---------- DATASET ENTRIES

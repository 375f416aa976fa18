//! Integration tests for the switch core with a mocked register bus
//!
//! These tests drive the tables, port steering and hardware commit path
//! together through `VirtualSwitch`.

use async_trait::async_trait;
use ksz_vswitch::{
    AddressTable, CommitReport, ForwardingDomainTable, FrameHeader, FrameSink, MacAddress,
    PortMask, PortSteering, StaticPortMap, StpState, SwitchConfig, SwitchError, SwitchState,
    TableKind, TableUpdate, TableWriter, TailTagCodec, VirtualSwitch, VlanTable,
};
use pretty_assertions::assert_eq;
use std::collections::HashSet;
use std::sync::atomic::{AtomicBool, Ordering};
use std::sync::{Arc, Mutex};
use tokio::sync::Notify;

const DST: MacAddress = MacAddress::new([0xaa, 0xbb, 0xcc, 0xdd, 0xee, 0xff]);

/// Mock register bus
///
/// Records every row written and can reject rows or pause inside a write.
#[derive(Clone, Default)]
pub struct MockHardware {
    writes: Arc<Mutex<Vec<TableUpdate>>>,
    failing: Arc<Mutex<HashSet<(TableKind, usize)>>>,
    pause: Arc<PauseGate>,
}

/// Holds the first write armed after `arm` until `resume` is notified.
#[derive(Default)]
pub struct PauseGate {
    armed: AtomicBool,
    started: Notify,
    resume: Notify,
}

impl MockHardware {
    pub fn new() -> Self {
        Self::default()
    }

    pub fn writes(&self) -> Vec<TableUpdate> {
        self.writes.lock().unwrap().clone()
    }

    pub fn fail(&self, kind: TableKind, index: usize) {
        self.failing.lock().unwrap().insert((kind, index));
    }

    pub fn heal(&self) {
        self.failing.lock().unwrap().clear();
    }

    pub fn gate(&self) -> Arc<PauseGate> {
        self.pause.armed.store(true, Ordering::SeqCst);
        Arc::clone(&self.pause)
    }
}

#[async_trait]
impl TableWriter for MockHardware {
    async fn write(&self, update: &TableUpdate) -> Result<(), String> {
        if self.pause.armed.swap(false, Ordering::SeqCst) {
            self.pause.started.notify_one();
            self.pause.resume.notified().await;
        }
        if self
            .failing
            .lock()
            .unwrap()
            .contains(&(update.kind(), update.index()))
        {
            return Err(format!("bus error at {} row {}", update.kind(), update.index()));
        }
        self.writes.lock().unwrap().push(*update);
        Ok(())
    }
}

/// Mock logical port devices
#[derive(Default)]
pub struct MockPorts {
    delivered: Mutex<Vec<(u32, Vec<u8>)>>,
}

impl FrameSink for MockPorts {
    fn deliver(&self, logical_port: u32, frame: Vec<u8>) -> Result<(), String> {
        self.delivered.lock().unwrap().push((logical_port, frame));
        Ok(())
    }
}

fn switch_with(hw: &MockHardware) -> VirtualSwitch {
    let state = SwitchState::new(5, 4).unwrap();
    let steering = PortSteering::new(
        TailTagCodec::new(5).unwrap(),
        4,
        Arc::new(StaticPortMap::identity(5)),
    );
    VirtualSwitch::new(state, Box::new(hw.clone()), steering)
}

#[test]
fn test_override_address_wins_over_vlan() {
    let hw = MockHardware::new();
    let switch = switch_with(&hw);
    switch.add_vlan(5, PortMask::from_bits(0b00111)).unwrap();
    let fid = switch.with_state(|s| s.vlans().fid(5)).unwrap();
    switch
        .add_static_mac(DST, fid, PortMask::from_bits(0b00011), true, false)
        .unwrap();

    let header = FrameHeader::new(DST, Some(5), 4);
    let ports = switch.with_state(|state| {
        switch
            .steering()
            .resolve_tx(state, &header, PortMask::from_bits(0b00111), PortMask::all(5))
    });
    assert_eq!(ports.unwrap(), PortMask::from_bits(0b00011));

    let mut frame = DST.as_bytes().to_vec();
    frame.resize(60, 0);
    let ports = switch
        .transmit(&header, PortMask::from_bits(0b00111), PortMask::all(5), &mut frame)
        .unwrap();
    assert_eq!(ports.bits(), 0b00011);
    assert_eq!(frame.last().copied(), Some(0b00011));
}

#[test]
fn test_receive_tag_resolution() {
    let hw = MockHardware::new();
    let switch = switch_with(&hw);
    let ports = MockPorts::default();

    let mut frame = vec![0x5a; 60];
    frame.push(0x04);
    assert_eq!(switch.receive(frame, &ports).unwrap(), Some(2));

    let mut frame = vec![0x5a; 60];
    frame.push(0x00);
    let err = switch.receive(frame, &ports).unwrap_err();
    assert!(matches!(err, SwitchError::InvalidTag(0x00)));
    assert!(err.is_frame_error());

    let delivered = ports.delivered.lock().unwrap();
    assert_eq!(delivered.len(), 1);
    assert_eq!(delivered[0].0, 2);
    assert_eq!(delivered[0].1, vec![0x5a; 60]);
}

#[test]
fn test_tail_tag_round_trip_all_ports() {
    let codec = TailTagCodec::new(5).unwrap();
    for port in 0..5 {
        let tag = codec.encode_single_port(port).unwrap();
        assert_eq!(
            codec.decode(tag).unwrap(),
            ksz_vswitch::RxSource::Port(port)
        );
    }
    assert_eq!(
        codec.encode(ksz_vswitch::TxDestination::Flood).unwrap(),
        ksz_vswitch::tail_tag::TAIL_TAG_FLOOD
    );
    assert!(codec.decode(0b0110).is_err());
}

#[test]
fn test_static_mac_capacity_and_slot_reuse() {
    let mut state = SwitchState::new(5, 4).unwrap();
    let capacity = state.addresses().capacity();
    for i in 0..capacity {
        let address = MacAddress::new([0x02, 0, 0, 0, 0, i as u8]);
        state
            .add_static_mac(address, 0, PortMask::single(0), false, false)
            .unwrap();
    }

    let extra = MacAddress::new([0x02, 0, 0, 0, 1, 0]);
    assert!(matches!(
        state.add_static_mac(extra, 0, PortMask::single(0), false, false),
        Err(SwitchError::CapacityExceeded(TableKind::StaticMac))
    ));

    let victim = MacAddress::new([0x02, 0, 0, 0, 0, 7]);
    state.remove_static_mac(&victim, 0).unwrap();
    let index = state
        .add_static_mac(extra, 0, PortMask::single(0), false, false)
        .unwrap();
    assert_eq!(index, 7);

    assert!(matches!(
        state.add_static_mac(extra, 0, PortMask::single(1), false, false),
        Err(SwitchError::AlreadyExists { table: TableKind::StaticMac, .. })
    ));
}

#[test]
fn test_forwarding_domain_refcount() {
    let mut fids = ForwardingDomainTable::new();
    let free = fids.free_count();
    let fid = fids.acquire(10).unwrap();
    assert_eq!(fids.acquire(10).unwrap(), fid);
    assert_eq!(fids.free_count(), free - 1);

    assert_eq!(fids.release(fid).unwrap(), 1);
    assert_eq!(fids.release(fid).unwrap(), 0);
    assert_eq!(fids.free_count(), free);
    assert!(matches!(fids.release(fid), Err(SwitchError::DomainNotHeld(_))));
}

#[test]
fn test_shared_domain_survives_first_removal() {
    let mut state = SwitchState::with_tables(
        5,
        4,
        AddressTable::with_capacity(8),
        VlanTable::with_capacity(16),
        ForwardingDomainTable::with_capacity(4),
    )
    .unwrap();
    state.add_vlan(100, PortMask::from_bits(0b0011)).unwrap();
    state.add_vlan_shared(200, PortMask::from_bits(0b1100), 100).unwrap();
    let fid = state.vlans().fid(100).unwrap();

    state.remove_vlan(100).unwrap();
    assert!(state.fids().is_held(fid));
    assert_eq!(state.vlans().fid(200).unwrap(), fid);

    // A new VLAN must not be handed the shared domain.
    state.add_vlan(300, PortMask::single(0)).unwrap();
    assert_ne!(state.vlans().fid(300).unwrap(), fid);

    state.remove_vlan(200).unwrap();
    assert!(!state.fids().is_held(fid));
}

#[test]
fn test_reused_domain_does_not_inherit_static_addresses() {
    let hw = MockHardware::new();
    let switch = switch_with(&hw);
    switch.add_vlan(5, PortMask::all(5)).unwrap();
    let fid = switch.with_state(|s| s.vlans().fid(5)).unwrap();
    switch
        .add_static_mac(DST, fid, PortMask::single(0), false, true)
        .unwrap();

    switch.remove_vlan(5).unwrap();
    switch.add_vlan(6, PortMask::all(5)).unwrap();
    assert_eq!(switch.with_state(|s| s.vlans().fid(6)).unwrap(), fid);

    let header = FrameHeader::new(DST, Some(6), 4);
    let mut frame = DST.as_bytes().to_vec();
    frame.resize(60, 0);
    let ports = switch
        .transmit(&header, PortMask::all(5), PortMask::all(5), &mut frame)
        .unwrap();
    assert_eq!(ports, PortMask::all(5));
}

#[test]
fn test_flood_respects_spanning_tree() {
    let hw = MockHardware::new();
    let switch = switch_with(&hw);
    switch.set_stp_state(1, StpState::Blocked).unwrap();
    switch.set_stp_state(2, StpState::Learning).unwrap();

    let mut frame = vec![0u8; 60];
    switch.flood(&mut frame).unwrap();
    assert_eq!(frame.last().copied(), Some(0b11001));
}

#[tokio::test]
async fn test_commit_writes_every_dirty_row() {
    let hw = MockHardware::new();
    let switch = switch_with(&hw);
    switch.add_vlan(5, PortMask::all(5)).unwrap();
    switch
        .add_static_mac(DST, 0, PortMask::single(1), false, false)
        .unwrap();

    let report = switch.commit().await;
    assert_eq!(
        report,
        CommitReport {
            written: 2,
            ..Default::default()
        }
    );
    assert!(!switch.is_dirty());

    let writes = hw.writes();
    assert_eq!(writes.len(), 2);
    assert_eq!(writes[0].kind(), TableKind::StaticMac);
    assert_eq!(writes[1].kind(), TableKind::Vlan);

    // Removal writes an invalidation.
    switch.remove_static_mac(&DST, 0).unwrap();
    switch.commit().await;
    let last = hw.writes().last().copied().unwrap();
    assert!(last.is_invalidation());
    assert_eq!(last.index(), 0);
}

#[tokio::test]
async fn test_failed_write_stays_dirty() {
    let hw = MockHardware::new();
    let switch = switch_with(&hw);
    switch.add_vlan(5, PortMask::all(5)).unwrap();
    hw.fail(TableKind::Vlan, 0);

    let report = switch.commit().await;
    assert_eq!(report.failed, 1);
    assert_eq!(report.errors.len(), 1);
    assert!(switch.is_dirty());
    assert_eq!(switch.stats().commit_failures, 1);

    hw.heal();
    let report = switch.commit().await;
    assert_eq!(report.written, 1);
    assert!(!switch.is_dirty());
}

#[tokio::test]
async fn test_mutation_during_write_stays_dirty() {
    let hw = MockHardware::new();
    let switch = Arc::new(switch_with(&hw));
    switch
        .add_static_mac(DST, 0, PortMask::single(1), false, false)
        .unwrap();

    let gate = hw.gate();
    let committer = {
        let switch = Arc::clone(&switch);
        tokio::spawn(async move { switch.commit().await })
    };

    gate.started.notified().await;
    // The table lock is free while the bus write is in flight.
    switch
        .update_static_mac(&DST, 0, PortMask::single(2), false)
        .unwrap();
    gate.resume.notify_one();

    let report = committer.await.unwrap();
    assert_eq!(report.superseded, 1);
    assert_eq!(report.written, 0);
    assert!(switch.is_dirty());

    let report = switch.commit().await;
    assert_eq!(report.written, 1);
    assert!(!switch.is_dirty());
    match hw.writes().last().copied().unwrap() {
        TableUpdate::StaticMac { entry, .. } => assert_eq!(entry.ports.bits(), 0b00100),
        other => panic!("unexpected write {:?}", other),
    }
}

#[tokio::test]
async fn test_config_driven_switch() {
    let config = SwitchConfig::from_toml(
        r#"
[switch]
fast_aging = true

[[vlan]]
vid = 5
ports = 7

[[static_mac]]
address = "aa:bb:cc:dd:ee:ff"
ports = 3
vlan = 5
override = true

[[port]]
index = 3
vid = 5
"#,
    )
    .unwrap();

    let hw = MockHardware::new();
    let switch = config.build(Box::new(hw.clone())).unwrap();
    config.apply(&switch).unwrap();

    let report = switch.commit().await;
    assert_eq!(report.written, 2);

    switch.with_state(|state| {
        assert_eq!(state.port(3).unwrap().vid, 5);
    });

    // Blocking a forwarding port ages the static table out; every row is
    // rewritten as invalid.
    switch.set_stp_state(1, StpState::Blocked).unwrap();
    assert!(switch.with_state(|s| s.addresses().is_empty()));
    assert_eq!(switch.pending_updates().len(), switch.with_state(|s| s.addresses().capacity()));
}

--------------------

EXERCISE AIM: Report how many lines in this data include the string "failing", and nothing else.

REPLY: 4